[zeromq-dev] s390x support
Steven McCoy
steven.mccoy at miru.hk
Sat Jan 8 05:29:51 CET 2011
On 8 January 2011 11:55, Neale Ferguson <neale at sinenomine.net> wrote:
> The stck instruction stores the TOD clock (each CPU in a complex has its
> own TOD clock). The resolution of the lowest bit is 244.3 picoseconds. In
> the early days IBM used to guarantee that bit 51 of the 64 bit clock would
> be updated every microsecond. These days the lower bits are updated in real
> time to allow nanosecond resolution. However, get the gettimeofday() syscall
> is a “fast” call on System z on Linux (through the use of address space
> tricks it’s effectively a userland call – no context switch). So if it’s
> simpler to use gettimeofday() then that may be the easiest and most
> maintainable path to follow. (The TOD clock was extended to 128 bits about
> 10 years ago as the 64-bit version will roll-over in 2042 and gettimeofday()

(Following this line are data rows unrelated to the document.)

//! Polling Engine (C10, `spec.md` §4.10). Periodically discovers
//! actionable issues, runs the four-step claim protocol, and hands
//! claimed issues to the Coordinator Gateway (C6). A single poll cycle
//! processes issues oldest-first and sequentially, to keep the forge API
//! budget predictable (`spec.md` §4.10).
//!
//! The claim-label race in step 3 assumes a single bot identity per
//! deployment (`spec.md` §9 Open Questions leaves the cross-process case
//! unresolved); `ForgePort` has no comment-listing operation to compare
//! timestamps against a competing claimant, so label presence on refetch
//! is treated as sufficient confirmation — documented in `DESIGN.md`.

use std::sync::Arc;

use crate::domain::errors::CoreError;
use crate::domain::models::labels::{claim_label, AGENT_READY, SKIP_LABELS};
use crate::domain::models::{Issue, IssueRef};

use super::coordinator_gateway::CoordinatorGateway;
use super::execution_dispatcher::ExecutionDispatcher;
use super::forge_client::ForgeClient;
use super::pipeline_orchestrator::PipelineOrchestrator;

#[derive(Debug, Default)]
pub struct PollSummary {
    pub claimed: Vec<IssueRef>,
    pub skipped: Vec<(IssueRef, String)>,
}

pub struct PollingEngine {
    forge: Arc<ForgeClient>,
    orchestrator: Arc<PipelineOrchestrator>,
    gateway: Arc<CoordinatorGateway>,
    dispatcher: Arc<ExecutionDispatcher>,
    bot_identity: String,
    repo_id: String,
}

impl PollingEngine {
    pub fn new(
        forge: Arc<ForgeClient>,
        orchestrator: Arc<PipelineOrchestrator>,
        gateway: Arc<CoordinatorGateway>,
        dispatcher: Arc<ExecutionDispatcher>,
        bot_identity: String,
        repo_id: String,
    ) -> Self {
        Self {
            forge,
            orchestrator,
            gateway,
            dispatcher,
            bot_identity,
            repo_id,
        }
    }

    pub async fn poll_once(&self) -> Result<PollSummary, CoreError> {
        let labelled = self.forge.list_issues(&self.repo_id, AGENT_READY).await?;
        let assigned = self
            .forge
            .list_issues_by_assignee(&self.repo_id, &self.bot_identity)
            .await?;

        let mut seen = std::collections::HashSet::new();
        let mut issues = Vec::new();
        for issue in labelled.into_iter().chain(assigned) {
            if seen.insert(issue.issue_ref.clone()) {
                issues.push(issue);
            }
        }
        issues.sort_by_key(|i| i.issue_ref.issue_number);

        let mut summary = PollSummary::default();
        for issue in issues {
            match self.try_claim(&issue).await {
                Ok(true) => summary.claimed.push(issue.issue_ref.clone()),
                Ok(false) => {}
                Err(reason) => summary.skipped.push((issue.issue_ref.clone(), reason)),
            }
        }
        Ok(summary)
    }

    fn skip_reason(&self, issue: &Issue) -> Option<String> {
        if issue.is_pull_request {
            return Some("is a pull request".to_string());
        }
        if let Some(label) = SKIP_LABELS.iter().find(|l| issue.has_label(l)) {
            return Some(format!("carries skip label '{label}'"));
        }
        let our_claim = claim_label(&self.bot_identity);
        if issue.has_label(&our_claim) {
            return Some("already claimed by this bot identity".to_string());
        }
        if issue.labels.iter().any(|l| l.starts_with("claimed-by-")) {
            return Some("already claimed by another identity".to_string());
        }
        None
    }

    /// Runs the four-step claim protocol. `Ok(true)` means claimed and
    /// handed to C6; `Ok(false)` means silently skipped (closed skip-
    /// condition set); `Err` carries a user-facing reason for a failed
    /// claim attempt (e.g. a lost race).
    async fn try_claim(&self, issue: &Issue) -> Result<bool, String> {
        if let Some(reason) = self.skip_reason(issue) {
            return Ok(false);
        }

        if self.orchestrator.has_non_terminal(&issue.issue_ref).await {
            return Ok(false);
        }

        let our_claim = claim_label(&self.bot_identity);
        self.forge
            .add_label(&issue.issue_ref.repo_id, issue.issue_ref.issue_number, &our_claim)
            .await
            .map_err(|e| format!("claim label add failed: {e}"))?;

        let refetched = self
            .forge
            .get_issue(&issue.issue_ref.repo_id, issue.issue_ref.issue_number)
            .await
            .map_err(|e| format!("refetch after claim failed: {e}"))?;

        if !refetched.has_label(&our_claim) {
            return Err("claim label not present on refetch".to_string());
        }

        let competing = refetched
            .labels
            .iter()
            .any(|l| l.starts_with("claimed-by-") && l != &our_claim);
        if competing {
            let _ = self
                .forge
                .remove_label(&issue.issue_ref.repo_id, issue.issue_ref.issue_number, &our_claim)
                .await;
            return Err("lost claim race to a competing claimant".to_string());
        }

        self.orchestrator.create_claimed(issue.issue_ref.clone()).await;

        let (decision, comment_posted) = self
            .gateway
            .route(&refetched)
            .await
            .map_err(|e| format!("coordinator gateway failed: {e}"))?;
        self.orchestrator
            .record_decision(&issue.issue_ref, decision.clone(), comment_posted)
            .await;
        if let super::execution_dispatcher::DispatchOutcome::Rejected(reason) = self.dispatcher.dispatch(&decision).await {
            tracing::warn!(issue = %issue.issue_ref, reason, "dispatch rejected after routing");
        }

        Ok(true)
    }

    /// Retries posting the explanatory comment for any Pipeline Record
    /// whose decision comment never confirmed posting (`spec.md` §4.6,
    /// §9). Returns how many were newly posted this call.
    pub async fn retry_pending_decision_comments(&self) -> usize {
        let pending = self.orchestrator.records_missing_decision_comment().await;
        let mut retried = 0;
        for record in pending {
            let Some(decision) = &record.decision else { continue };
            if self
                .gateway
                .retry_decision_comment(&record.issue_ref, &decision.explanatory_text)
                .await
            {
                self.orchestrator.mark_decision_comment_posted(&record.issue_ref).await;
                retried += 1;
            }
        }
        retried
    }
}

#[cfg(test)]
mod tests {
    use super::*;
    use crate::domain::models::config::RateLimitConfig;
    use crate::domain::ports::clock::SystemClock;
    use crate::domain::ports::forge::{CreatedRef, RateLimitStatus};
    use crate::domain::ports::ForgePort;
    use crate::infrastructure::persistence::{PipelineStore, RateLogMirror};
    use crate::services::agent_registry::AgentRegistry;
    use crate::services::monitoring_bus::MonitoringBus;
    use crate::services::rate_limiter::RateLimiter;
    use async_trait::async_trait;
    use std::collections::HashMap;
    use std::sync::Mutex;
    use std::time::Duration;

    struct FakeForge {
        issues: Mutex<HashMap<u64, Issue>>,
    }

    #[async_trait]
    impl ForgePort for FakeForge {
        async fn list_issues(&self, _repo_id: &str, label: &str) -> Result<Vec<Issue>, CoreError> {
            Ok(self
                .issues
                .lock()
                .unwrap()
                .values()
                .filter(|i| i.has_label(label))
                .cloned()
                .collect())
        }
        async fn list_issues_by_assignee(&self, _repo_id: &str, assignee: &str) -> Result<Vec<Issue>, CoreError> {
            Ok(self
                .issues
                .lock()
                .unwrap()
                .values()
                .filter(|i| i.assignee_logins.iter().any(|a| a == assignee))
                .cloned()
                .collect())
        }
        async fn get_issue(&self, _repo_id: &str, issue_number: u64) -> Result<Issue, CoreError> {
            self.issues
                .lock()
                .unwrap()
                .get(&issue_number)
                .cloned()
                .ok_or_else(|| CoreError::ForgeUnavailable("not found".into()))
        }
        async fn create_label(&self, _: &str, _: &str, _: &str) -> Result<(), CoreError> {
            Ok(())
        }
        async fn delete_label(&self, _: &str, _: &str) -> Result<(), CoreError> {
            Ok(())
        }
        async fn add_label(&self, _repo_id: &str, issue_number: u64, label: &str) -> Result<(), CoreError> {
            let mut issues = self.issues.lock().unwrap();
            if let Some(issue) = issues.get_mut(&issue_number) {
                if !issue.has_label(label) {
                    issue.labels.push(label.to_string());
                }
            }
            Ok(())
        }
        async fn remove_label(&self, _repo_id: &str, issue_number: u64, label: &str) -> Result<(), CoreError> {
            let mut issues = self.issues.lock().unwrap();
            if let Some(issue) = issues.get_mut(&issue_number) {
                issue.labels.retain(|l| l != label);
            }
            Ok(())
        }
        async fn create_comment(&self, _: &str, _: u64, _: &str) -> Result<(), CoreError> {
            Ok(())
        }
        async fn create_branch(&self, _: &str, _: &str, _: &str) -> Result<(), CoreError> {
            Ok(())
        }
        async fn delete_branch(&self, _: &str, _: &str) -> Result<(), CoreError> {
            Ok(())
        }
        async fn create_pull_request(&self, _: &str, _: &str, _: &str, _: &str, _: &str) -> Result<CreatedRef, CoreError> {
            Ok(CreatedRef { number: 1, url: String::new() })
        }
        async fn merge_pull_request(&self, _: &str, _: u64) -> Result<(), CoreError> {
            Ok(())
        }
        async fn get_authenticated_user(&self) -> Result<String, CoreError> {
            Ok("agent-forge-bot".into())
        }
        async fn get_rate_limit_status(&self) -> Result<RateLimitStatus, CoreError> {
            Ok(RateLimitStatus { limit: 5000, remaining: 4999, reset_unix_secs: 0 })
        }
    }

    fn issue(number: u64, labels: &[&str]) -> Issue {
        Issue {
            issue_ref: IssueRef::new("acme/widgets", number),
            title: "Fix typo".into(),
            body: "trivial".into(),
            labels: labels.iter().map(|s| s.to_string()).collect(),
            is_pull_request: false,
            assignee_logins: Vec::new(),
        }
    }

    async fn engine(issues: Vec<Issue>) -> PollingEngine {
        let fake_forge = Arc::new(FakeForge {
            issues: Mutex::new(issues.into_iter().map(|i| (i.issue_ref.issue_number, i)).collect()),
        });
        let limiter = Arc::new(RateLimiter::new(
            RateLimitConfig::default(),
            Arc::new(SystemClock),
            RateLogMirror::disabled(),
        ));
        let forge = Arc::new(ForgeClient::new(fake_forge, limiter));
        let store = PipelineStore::new(tempfile::tempdir().unwrap().keep().join("pipelines.json"));
        let orchestrator = Arc::new(
            PipelineOrchestrator::boot(
                store,
                Default::default(),
                60,
                Arc::new(SystemClock),
                Arc::new(MonitoringBus::new()),
            )
            .await
            .unwrap(),
        );
        let agents = Arc::new(AgentRegistry::boot(Vec::new(), 1, 30, Arc::new(SystemClock)).await);
        let gateway = Arc::new(CoordinatorGateway::new(
            forge.clone(),
            agents.clone(),
            HashMap::new(),
            Duration::from_secs(30),
        ));
        let dispatcher = Arc::new(ExecutionDispatcher::new(agents, orchestrator.clone(), 100));
        PollingEngine::new(
            forge,
            orchestrator,
            gateway,
            dispatcher,
            "agent-forge-bot".into(),
            "acme/widgets".into(),
        )
    }

    #[tokio::test]
    async fn claims_an_eligible_issue() {
        let engine = engine(vec![issue(1, &["agent-ready"])]).await;
        let summary = engine.poll_once().await.unwrap();
        assert_eq!(summary.claimed, vec![IssueRef::new("acme/widgets", 1)]);
    }

    #[tokio::test]
    async fn claims_issue_assigned_to_bot_without_label() {
        let mut i = issue(1, &[]);
        i.assignee_logins.push("agent-forge-bot".to_string());
        let engine = engine(vec![i]).await;
        let summary = engine.poll_once().await.unwrap();
        assert_eq!(summary.claimed, vec![IssueRef::new("acme/widgets", 1)]);
    }

    #[tokio::test]
    async fn labelled_and_assigned_issue_is_not_double_counted() {
        let mut i = issue(1, &["agent-ready"]);
        i.assignee_logins.push("agent-forge-bot".to_string());
        let engine = engine(vec![i]).await;
        let summary = engine.poll_once().await.unwrap();
        assert_eq!(summary.claimed, vec![IssueRef::new("acme/widgets", 1)]);
    }

    #[tokio::test]
    async fn skips_wontfix_labeled_issue() {
        let engine = engine(vec![issue(1, &["agent-ready", "wontfix"])]).await;
        let summary = engine.poll_once().await.unwrap();
        assert!(summary.claimed.is_empty());
    }

    #[tokio::test]
    async fn skips_already_claimed_issue() {
        let engine = engine(vec![issue(1, &["agent-ready", "claimed-by-agent-forge-bot"])]).await;
        let summary = engine.poll_once().await.unwrap();
        assert!(summary.claimed.is_empty());
    }

    #[tokio::test]
    async fn skips_pull_requests() {
        let mut i = issue(1, &["agent-ready"]);
        i.is_pull_request = true;
        let engine = engine(vec![i]).await;
        let summary = engine.poll_once().await.unwrap();
        assert!(summary.claimed.is_empty());
    }

    #[tokio::test]
    async fn processes_oldest_issue_number_first() {
        let engine = engine(vec![issue(5, &["agent-ready"]), issue(2, &["agent-ready"])]).await;
        let summary = engine.poll_once().await.unwrap();
        assert_eq!(
            summary.claimed,
            vec![IssueRef::new("acme/widgets", 2), IssueRef::new("acme/widgets", 5)]
        );
    }
}
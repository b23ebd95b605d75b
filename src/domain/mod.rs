pub mod cell;
pub mod constants;
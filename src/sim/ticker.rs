//! Fixed-interval tick driver.
//!
//! The shell polls it once per frame. Stopped on game over and while the
//! menu is open; `restart()` rearms it so the first tick after a restart
//! comes a full interval later.

use std::time::{Duration, Instant};

pub struct Ticker {
    interval: Duration,
    last_fire: Instant,
    running: bool,
}

impl Ticker {
    pub fn new(interval: Duration, now: Instant) -> Self {
        Ticker { interval, last_fire: now, running: true }
    }

    pub fn is_running(&self) -> bool {
        self.running
    }

    pub fn stop(&mut self) {
        self.running = false;
    }

    /// Resume after `stop()`. No effect while already running.
    pub fn start(&mut self, now: Instant) {
        if !self.running {
            self.running = true;
            self.last_fire = now;
        }
    }

    pub fn restart(&mut self, now: Instant) {
        self.running = true;
        self.last_fire = now;
    }

    /// True once per elapsed interval while running.
    pub fn poll(&mut self, now: Instant) -> bool {
        if !self.running {
            return false;
        }
        if now.duration_since(self.last_fire) >= self.interval {
            self.last_fire = now;
            true
        } else {
            false
        }
    }
}

#[cfg(test)]
mod tests {
    use super::*;

    const MS: Duration = Duration::from_millis(1);

    #[test]
    fn fires_after_interval() {
        let t0 = Instant::now();
        let mut t = Ticker::new(100 * MS, t0);
        assert!(!t.poll(t0 + 50 * MS));
        assert!(t.poll(t0 + 100 * MS));
        assert!(!t.poll(t0 + 150 * MS));
        assert!(t.poll(t0 + 205 * MS));
    }

    #[test]
    fn stopped_ticker_never_fires() {
        let t0 = Instant::now();
        let mut t = Ticker::new(100 * MS, t0);
        t.stop();
        assert!(!t.is_running());
        assert!(!t.poll(t0 + 1000 * MS));
    }

    #[test]
    fn restart_waits_a_full_interval() {
        let t0 = Instant::now();
        let mut t = Ticker::new(100 * MS, t0);
        t.stop();
        t.restart(t0 + 500 * MS);
        assert!(t.is_running());
        assert!(!t.poll(t0 + 550 * MS));
        assert!(t.poll(t0 + 600 * MS));
    }

    #[test]
    fn start_is_idempotent_while_running() {
        let t0 = Instant::now();
        let mut t = Ticker::new(100 * MS, t0);
        t.start(t0 + 90 * MS);
        // Still measured from t0.
        assert!(t.poll(t0 + 100 * MS));
    }
}
//! Fixed game constants. Not runtime configurable.

use std::time::Duration;

/// Play-area width in units.
pub const WIDTH: i32 = 300;
/// Play-area height in units.
pub const HEIGHT: i32 = 300;
/// Side length of one cell in units.
pub const CELL_SIZE: i32 = 10;

pub const GRID_W: usize = (WIDTH / CELL_SIZE) as usize;
pub const GRID_H: usize = (HEIGHT / CELL_SIZE) as usize;

pub const TICK_INTERVAL: Duration = Duration::from_millis(100);

/// Points awarded per food eaten.
pub const FOOD_REWARD: u32 = 10;

/// Starting body, head first.
pub const START_SNAKE: [(i32, i32); 3] = [(50, 50), (40, 50), (30, 50)];
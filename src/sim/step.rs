//! The tick: advances the game by one cell.
//!
//! Processing order:
//!   1. Commit the pending direction
//!   2. New head = head + one cell in that direction, wrapped
//!   3. Food hit → grow, re-place food, score, high score
//!      otherwise → drop the tail
//!   4. Self-collision check
//!
//! The collision check runs after the tail moves, so steering into the cell
//! the tail is leaving this tick is safe.

use tracing::info;

use crate::domain::constants::FOOD_REWARD;
use super::event::GameEvent;
use super::food::place_food;
use super::game::GameState;

impl GameState {
    pub fn tick(&mut self) -> Vec<GameEvent> {
        if !self.alive {
            return vec![];
        }
        let mut events = Vec::new();

        if let Some(dir) = self.pending.take() {
            self.direction = dir;
        }

        let new_head = self.head().step(self.direction);
        self.snake.push_front(new_head);

        if self.food == Some(new_head) {
            self.score += FOOD_REWARD;
            events.push(GameEvent::FoodEaten { at: new_head, score: self.score });
            let best = self.previous_best;
            if best > 0 && self.score > best && self.score - FOOD_REWARD <= best {
                events.push(GameEvent::HighScore { score: self.score });
            }
            if self.score > self.high_score {
                self.high_score = self.score;
            }
            self.food = place_food(&mut self.rng, &self.snake);
        } else {
            self.snake.pop_back();
        }

        if self.snake.iter().skip(1).any(|&c| c == new_head) {
            self.alive = false;
            info!(x = new_head.x, y = new_head.y, score = self.score, length = self.snake.len(), "snake crashed");
            events.push(GameEvent::Crashed { at: new_head, score: self.score });
        }

        events
    }
}
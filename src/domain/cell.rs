//! Grid coordinates and travel directions.
//!
//! Cells are stored in play-area units (always a multiple of `CELL_SIZE`),
//! so the cell at grid column 5, row 5 is `(50, 50)`.

use super::constants::{CELL_SIZE, HEIGHT, WIDTH};

#[derive(Clone, Copy, PartialEq, Eq, Hash, Debug)]
pub struct Cell {
    pub x: i32,
    pub y: i32,
}

impl Cell {
    pub const fn new(x: i32, y: i32) -> Self {
        Cell { x, y }
    }

    /// Cell at grid column `col`, row `row`.
    pub fn from_grid(col: usize, row: usize) -> Self {
        Cell::new(col as i32 * CELL_SIZE, row as i32 * CELL_SIZE)
    }

    /// Grid column and row of this cell.
    pub fn grid_pos(self) -> (usize, usize) {
        ((self.x / CELL_SIZE) as usize, (self.y / CELL_SIZE) as usize)
    }

    /// The neighbouring cell one step in `dir`, wrapped around the play area.
    pub fn step(self, dir: Direction) -> Cell {
        let (dx, dy) = dir.offset();
        Cell::new(self.x + dx * CELL_SIZE, self.y + dy * CELL_SIZE).wrapped()
    }

    /// Toroidal wrap: leaving one edge re-enters at the opposite edge.
    /// Each axis is checked on its own.
    pub fn wrapped(self) -> Cell {
        let mut c = self;
        if c.x < 0 {
            c.x = WIDTH - CELL_SIZE;
        } else if c.x >= WIDTH {
            c.x = 0;
        }
        if c.y < 0 {
            c.y = HEIGHT - CELL_SIZE;
        } else if c.y >= HEIGHT {
            c.y = 0;
        }
        c
    }
}

#[derive(Clone, Copy, PartialEq, Eq, Debug)]
pub enum Direction {
    Up,
    Down,
    Left,
    Right,
}

impl Direction {
    pub fn opposite(self) -> Direction {
        match self {
            Direction::Up => Direction::Down,
            Direction::Down => Direction::Up,
            Direction::Left => Direction::Right,
            Direction::Right => Direction::Left,
        }
    }

    pub fn is_opposite(self, other: Direction) -> bool {
        self.opposite() == other
    }

    /// Unit offset in grid steps. Screen y grows downward.
    fn offset(self) -> (i32, i32) {
        match self {
            Direction::Up => (0, -1),
            Direction::Down => (0, 1),
            Direction::Left => (-1, 0),
            Direction::Right => (1, 0),
        }
    }
}

#[cfg(test)]
mod tests {
    use super::*;

    #[test]
    fn opposite_table_is_symmetric() {
        for d in [Direction::Up, Direction::Down, Direction::Left, Direction::Right] {
            assert_eq!(d.opposite().opposite(), d);
            assert_ne!(d.opposite(), d);
            assert!(d.is_opposite(d.opposite()));
        }
        assert!(!Direction::Up.is_opposite(Direction::Left));
    }

    #[test]
    fn step_moves_one_cell() {
        let c = Cell::new(50, 50);
        assert_eq!(c.step(Direction::Right), Cell::new(60, 50));
        assert_eq!(c.step(Direction::Left), Cell::new(40, 50));
        assert_eq!(c.step(Direction::Up), Cell::new(50, 40));
        assert_eq!(c.step(Direction::Down), Cell::new(50, 60));
    }

    #[test]
    fn step_wraps_every_edge() {
        assert_eq!(Cell::new(290, 50).step(Direction::Right), Cell::new(0, 50));
        assert_eq!(Cell::new(0, 50).step(Direction::Left), Cell::new(290, 50));
        assert_eq!(Cell::new(50, 0).step(Direction::Up), Cell::new(50, 290));
        assert_eq!(Cell::new(50, 290).step(Direction::Down), Cell::new(50, 0));
    }

    #[test]
    fn wrap_only_touches_the_out_of_range_axis() {
        // Corner: moving right off the edge keeps y.
        assert_eq!(Cell::new(290, 290).step(Direction::Right), Cell::new(0, 290));
        assert_eq!(Cell::new(0, 0).step(Direction::Up), Cell::new(0, 290));
    }

    #[test]
    fn grid_round_trip() {
        let c = Cell::from_grid(29, 3);
        assert_eq!(c, Cell::new(290, 30));
        assert_eq!(c.grid_pos(), (29, 3));
    }
}
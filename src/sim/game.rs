//! GameState: everything the simulation owns.
//!
//! The shell reads it through the accessors below and drives it through
//! `tick()` (see `step.rs`), `set_direction()` and `restart()`.
//! Fields are `pub(super)` so the step logic in this module tree can mutate
//! them directly; everything outside `sim` gets read-only access.

use std::collections::VecDeque;

use tracing::{debug, info};

use crate::domain::cell::{Cell, Direction};
use crate::domain::constants::START_SNAKE;
use super::event::GameEvent;
use super::food::{place_food, FoodRng};

pub struct GameState {
    /// Head at the front, tail at the back.
    pub(super) snake: VecDeque<Cell>,
    /// Direction the last tick moved in.
    pub(super) direction: Direction,
    /// Requested direction, committed at the start of the next tick.
    pub(super) pending: Option<Direction>,
    pub(super) food: Option<Cell>,
    pub(super) score: u32,
    pub(super) high_score: u32,
    /// High score when this round started; beating it is announced once.
    pub(super) previous_best: u32,
    pub(super) alive: bool,
    pub(super) rng: FoodRng,
}

impl GameState {
    pub fn new() -> Self {
        Self::with_rng(FoodRng::from_random())
    }

    /// Deterministic food placement for a given seed.
    #[allow(dead_code)]
    pub fn with_seed(seed: u64) -> Self {
        Self::with_rng(FoodRng::new(seed))
    }

    fn with_rng(rng: FoodRng) -> Self {
        let mut game = GameState {
            snake: VecDeque::new(),
            direction: Direction::Right,
            pending: None,
            food: None,
            score: 0,
            high_score: 0,
            previous_best: 0,
            alive: true,
            rng,
        };
        game.reset_board();
        info!(seed = game.rng.seed(), "new game");
        game
    }

    /// Back to the starting snake with a fresh food cell. High score is kept.
    pub fn restart(&mut self) -> GameEvent {
        self.reset_board();
        info!(high_score = self.high_score, "game restarted");
        GameEvent::Restarted
    }

    fn reset_board(&mut self) {
        self.snake = START_SNAKE.iter().map(|&(x, y)| Cell::new(x, y)).collect();
        self.direction = Direction::Right;
        self.pending = None;
        self.score = 0;
        self.previous_best = self.high_score;
        self.alive = true;
        self.food = place_food(&mut self.rng, &self.snake);
    }

    /// Request a turn for the next tick.
    ///
    /// Rejected when it would reverse into the neck, i.e. when it is the
    /// opposite of the direction the snake last moved in, and while the game
    /// is over. A later valid request before the tick replaces an earlier one.
    pub fn set_direction(&mut self, requested: Direction) -> bool {
        if !self.alive || requested.is_opposite(self.direction) {
            debug!(?requested, current = ?self.direction, "direction change ignored");
            return false;
        }
        self.pending = Some(requested);
        true
    }

    // ── Read-only view for rendering ──

    pub fn is_alive(&self) -> bool {
        self.alive
    }

    pub fn snake(&self) -> &VecDeque<Cell> {
        &self.snake
    }

    pub fn head(&self) -> Cell {
        // The body is never empty: reset_board seeds it and tick only ever
        // pops after pushing.
        self.snake[0]
    }

    pub fn food(&self) -> Option<Cell> {
        self.food
    }

    pub fn score(&self) -> u32 {
        self.score
    }

    pub fn high_score(&self) -> u32 {
        self.high_score
    }

    #[allow(dead_code)]
    pub fn direction(&self) -> Direction {
        self.direction
    }

    #[allow(dead_code)]
    pub fn pending_direction(&self) -> Option<Direction> {
        self.pending
    }
}

#[cfg(test)]
mod tests {
    use super::*;

    #[test]
    fn starts_with_three_cells_heading_right() {
        let g = GameState::with_seed(1);
        let body: Vec<Cell> = g.snake().iter().copied().collect();
        assert_eq!(body, vec![Cell::new(50, 50), Cell::new(40, 50), Cell::new(30, 50)]);
        assert_eq!(g.direction(), Direction::Right);
        assert_eq!(g.score(), 0);
        assert_eq!(g.high_score(), 0);
        assert!(g.is_alive());
        let food = g.food().unwrap();
        assert!(!g.snake().contains(&food));
    }

    #[test]
    fn reverse_request_is_ignored() {
        let mut g = GameState::with_seed(1);
        assert!(!g.set_direction(Direction::Left));
        assert_eq!(g.pending_direction(), None);
        assert_eq!(g.direction(), Direction::Right);
    }

    #[test]
    fn any_other_request_is_queued() {
        for d in [Direction::Up, Direction::Down, Direction::Right] {
            let mut g = GameState::with_seed(1);
            assert!(g.set_direction(d));
            assert_eq!(g.pending_direction(), Some(d));
            // Not applied until the next tick.
            assert_eq!(g.direction(), Direction::Right);
        }
    }

    #[test]
    fn later_request_replaces_earlier() {
        let mut g = GameState::with_seed(1);
        g.set_direction(Direction::Up);
        g.set_direction(Direction::Down);
        assert_eq!(g.pending_direction(), Some(Direction::Down));
    }

    #[test]
    fn reversal_is_judged_against_the_committed_direction() {
        // Moving right: Up is accepted, but Left is still the reverse of the
        // direction the snake is actually travelling.
        let mut g = GameState::with_seed(1);
        assert!(g.set_direction(Direction::Up));
        assert!(!g.set_direction(Direction::Left));
        assert_eq!(g.pending_direction(), Some(Direction::Up));
    }

    #[test]
    fn input_ignored_while_dead() {
        let mut g = GameState::with_seed(1);
        g.alive = false;
        assert!(!g.set_direction(Direction::Up));
        assert_eq!(g.pending_direction(), None);
    }

    #[test]
    fn restart_resets_everything_but_high_score() {
        let mut g = GameState::with_seed(3);
        g.score = 40;
        g.high_score = 40;
        g.alive = false;
        g.direction = Direction::Up;
        g.pending = Some(Direction::Left);
        g.snake.push_front(Cell::new(50, 40));

        assert_eq!(g.restart(), GameEvent::Restarted);

        assert!(g.is_alive());
        assert_eq!(g.score(), 0);
        assert_eq!(g.high_score(), 40);
        assert_eq!(g.direction(), Direction::Right);
        assert_eq!(g.pending_direction(), None);
        assert_eq!(g.snake().len(), 3);
        assert_eq!(g.head(), Cell::new(50, 50));
        assert!(!g.snake().contains(&g.food().unwrap()));
    }
}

> will/does use the 128 bit TOD clock so it is future-proof. It will also
> guarantee a unique value on each CPU.)
>
> So, I’m happy to go with whatever you think is more appropriate.
>
>
For PGM I think you should already be disabling RTC & HPET support for
System Z it would therefore make sense to add TSC onto the list.
The only other assembly in the code is for atomic ops and GCC or Solaris
intrinsics are the preferred option, inline code used for older GCC
versions, i.e. Red Hat 4, and non-Solaris platforms, i.e. OpenSolaris. I'm
ignoring the add-with-carry inline functions as they're not used anywhere
(impl/checksum.h).
So alongside IA64, PowerPC and ARM assembler which is sitting in an old
revision in SVN history somewhere I will currently leave out System Z
assembler unless performance testing results prove significant advantage
*and* the transport is in production use.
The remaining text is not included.